Mental Stalagmites on Dialogue and Connection

I seldom have the type of dramatic, cathartic, life-changing epiphanies that Hollywood has branded as true insight. I’m talking about the kind of experience where a beam of light breaks through the clouds and bathes me in golden sunshine while a choir sings and doves fly blissfully overhead.

No, my insights are more like a steady drip of brown water from the roof of a dank cave, gradually building into oddly shaped piles of sediment that stand in the way of my thinking until I trip over them and sit up, rubbing my ankle and wailing, “How long has that been there?”

Lately, I’ve been tripping over mental stalagmites around dialogue and connection. Maybe it’s all one stack. I don’t know. It’s dark in there. But the thoughts that keep occurring to me are:

  1. Everything is interconnected in some way and finding the connection helps you make things work better.
  2. Sometimes, just getting people together to talk is the most productive thing you can do, because it helps people realize the connection.

This realization seems to apply to everything: politics, religion, business, relationships, health, science, spelunking — you name it. Get people talking, recognizing their connections, and suddenly the issue at hand is taken to a healthier, higher level and progress occurs.

I also notice there are people who refuse to engage with those who disagree with them. It seems silly to me, because engaging others seems like the only way to achieve a mutually satisfactory outcome. I know what it’s like to have my needs ignored, and that certainly never leads to a satisfactory outcome for me. I know from my own experience that digging in my heels and swinging my fists seldom gets me what I want, either. It’s not that I never do that, but at some point even I realize, “Hey, this isn’t working,” and I try a different tactic. And as I’ve already established, I’m rather thick-skulled. So, I wonder why there are hoards of people out there who still haven’t caught on to that little tip.

Here’s the best explanation I’ve come up with:

Many people out there have achieved success by using force, possibly because they were members of a privileged majority or because they had the best weapons. However, the game is changing. In many states, white people are no longer the majority. Mainstream moderates are campaigning for gay rights. Technology has made many of our assumptions obsolete: warfare, communication, artistic expression, etc. Personally, I don’t have any problem with any of the above. But for those who feel differently, it must be frustrating. It’s hard when the power base shifts away from you. It’s hard when your entire moral code is questioned by those around you. It’s hard to fight an intelligence war when you’ve only ever been trained to respond with mechanical force.

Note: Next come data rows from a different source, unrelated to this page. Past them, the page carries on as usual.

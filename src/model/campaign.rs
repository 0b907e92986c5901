/// One row of the `campaigns` fact table.
///
/// # Actor Framework
/// This struct implements the [`ActorEntity`](crate::framework::ActorEntity) trait,
/// allowing it to be managed by a [`ResourceActor`](crate::framework::ResourceActor).
///
/// See [`impl ActorEntity for Campaign`](#impl-ActorEntity-for-Campaign) for details on:
/// - Creation parameters ([`CampaignCreate`])
/// - Update parameters ([`CampaignUpdate`])
/// - Custom actions ([`CampaignAction`](crate::campaign_actor::CampaignAction))
/// - Queries ([`CampaignQuery`](crate::campaign_actor::CampaignQuery))
use chrono::NaiveDate;
use serde::{Deserialize, Serialize};

use super::lenient;

#[derive(Debug, Clone, PartialEq, Serialize)]
pub struct Campaign {
    pub ad_id: String,
    pub campaign_name: String,
    pub platform: String,
    pub device: String,
    pub keyword: String,
    pub location: String,
    pub ad_date: Option<NaiveDate>,
    pub cost: f64,
    pub sale_amount: f64,
    pub impressions: i64,
    pub clicks: i64,
    pub conversions: i64,
    pub leads: i64,
    pub conversion_rate: f64,
    /// Free-text percentage triplet, e.g. `"40%, 35%, 25%"`.
    pub budget_distribution: Option<String>,
}

impl Campaign {
    /// Creates a campaign with the given id and name and every metric at zero.
    pub fn new(ad_id: impl Into<String>, campaign_name: impl Into<String>) -> Self {
        Self {
            ad_id: ad_id.into(),
            campaign_name: campaign_name.into(),
            platform: String::new(),
            device: String::new(),
            keyword: String::new(),
            location: String::new(),
            ad_date: None,
            cost: 0.0,
            sale_amount: 0.0,
            impressions: 0,
            clicks: 0,
            conversions: 0,
            leads: 0,
            conversion_rate: 0.0,
            budget_distribution: None,
        }
    }
}

/// Ingest payload for a campaign row.
///
/// Accepts both snake_case keys and the export column headers (`Ad_ID`,
/// `Sale_Amount`, `Conversion Rate`, ...), so the same type serves the JSON
/// endpoint and the CSV loader. Missing values fall back to zero / empty.
#[derive(Debug, Clone, Default, PartialEq, Serialize, Deserialize)]
pub struct CampaignCreate {
    #[serde(default, alias = "Ad_ID", deserialize_with = "lenient::opt_string")]
    pub ad_id: Option<String>,
    #[serde(default, alias = "Campaign_Name", deserialize_with = "lenient::opt_string")]
    pub campaign_name: Option<String>,
    #[serde(default, alias = "Platform")]
    pub platform: String,
    #[serde(default, alias = "Device")]
    pub device: String,
    #[serde(default, alias = "Keyword")]
    pub keyword: String,
    #[serde(default, alias = "Location")]
    pub location: String,
    #[serde(default, alias = "Ad_Date", deserialize_with = "lenient::opt_date")]
    pub ad_date: Option<NaiveDate>,
    #[serde(default, alias = "Cost", deserialize_with = "lenient::f64_or_zero")]
    pub cost: f64,
    #[serde(default, alias = "Sale_Amount", deserialize_with = "lenient::f64_or_zero")]
    pub sale_amount: f64,
    #[serde(default, alias = "Impressions", deserialize_with = "lenient::i64_or_zero")]
    pub impressions: i64,
    #[serde(default, alias = "Clicks", deserialize_with = "lenient::i64_or_zero")]
    pub clicks: i64,
    #[serde(default, alias = "Conversions", deserialize_with = "lenient::i64_or_zero")]
    pub conversions: i64,
    #[serde(default, alias = "Leads", deserialize_with = "lenient::i64_or_zero")]
    pub leads: i64,
    #[serde(default, alias = "Conversion Rate", deserialize_with = "lenient::f64_or_zero")]
    pub conversion_rate: f64,
    #[serde(
        default,
        alias = "Budget_Distribution",
        alias = "recommended_budget_distribution",
        deserialize_with = "lenient::opt_string"
    )]
    pub budget_distribution: Option<String>,
}

/// Partial update for a campaign row. `None` leaves the column unchanged.
#[derive(Debug, Clone, Default, PartialEq, Serialize, Deserialize)]
pub struct CampaignUpdate {
    pub campaign_name: Option<String>,
    pub platform: Option<String>,
    pub device: Option<String>,
    pub keyword: Option<String>,
    pub location: Option<String>,
    pub ad_date: Option<NaiveDate>,
    pub cost: Option<f64>,
    pub sale_amount: Option<f64>,
    pub impressions: Option<i64>,
    pub clicks: Option<i64>,
    pub conversions: Option<i64>,
    pub leads: Option<i64>,
    pub conversion_rate: Option<f64>,
    pub budget_distribution: Option<String>,
}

Many people’s lives have become trying to jam a square peg into a round hole.

Or to switch metaphors, it’s like being a polar bear on a melting ice floe: the world as you know it is rapidly disintegrating. You cling to your icy refuge and claw the hell out of anything that comes near you.

Often, fear keeps us from seeing new possibilities arising. Many have been convinced by extremist media pundits that anyone with a different viewpoint is the enemy. So when the Greenpeace ship appears on the horizon to rescue them from the frigid Arctic waters, many see environmental terrorists. People building an Islamic community center and mosque in New York are radical Muslim terrorists. Pastors seeking to open a dialogue about social justice are communists. And probably terrorists as well. And they’re all attacking our way of life. The others created the situation. We certainly are not accountable for the circumstance we find ourselves in, the others are. Giving the others credence will just guarantee destruction.

But there are no others. We’re all in this together. The notion of “the other” is an illusion. When we react to our changing world with anger, dissension, conflict, willful ignorance or stubbornness, the behavior is self-defeating. Like it or not, we are all connected. When we lash out at each other in hurtful ways, we always, always, always wind up hurting ourselves.

My belief is that the way out is through dialogue and connection (there’s that stalagmite again): engaging in civil and respectful dialogue, wherever and whenever possible, with those who have a different viewpoint, in the hope of finding how we are connected. And then nurturing that connection until a better way presents itself.

Speaking personally, whenever I have shut down, or been shut out of, a dialogue (or reacted with anger or swinging fists), the outcome has always been regrettable. And I have never engaged in a heart-to-heart dialogue with another human being that did not have a positive outcome. It may not have been what I initially wanted, and it may have taken longer than I hoped, but somehow it always ended up just fine.

Does this qualify as insight? Not sure. But I think the theory has merit.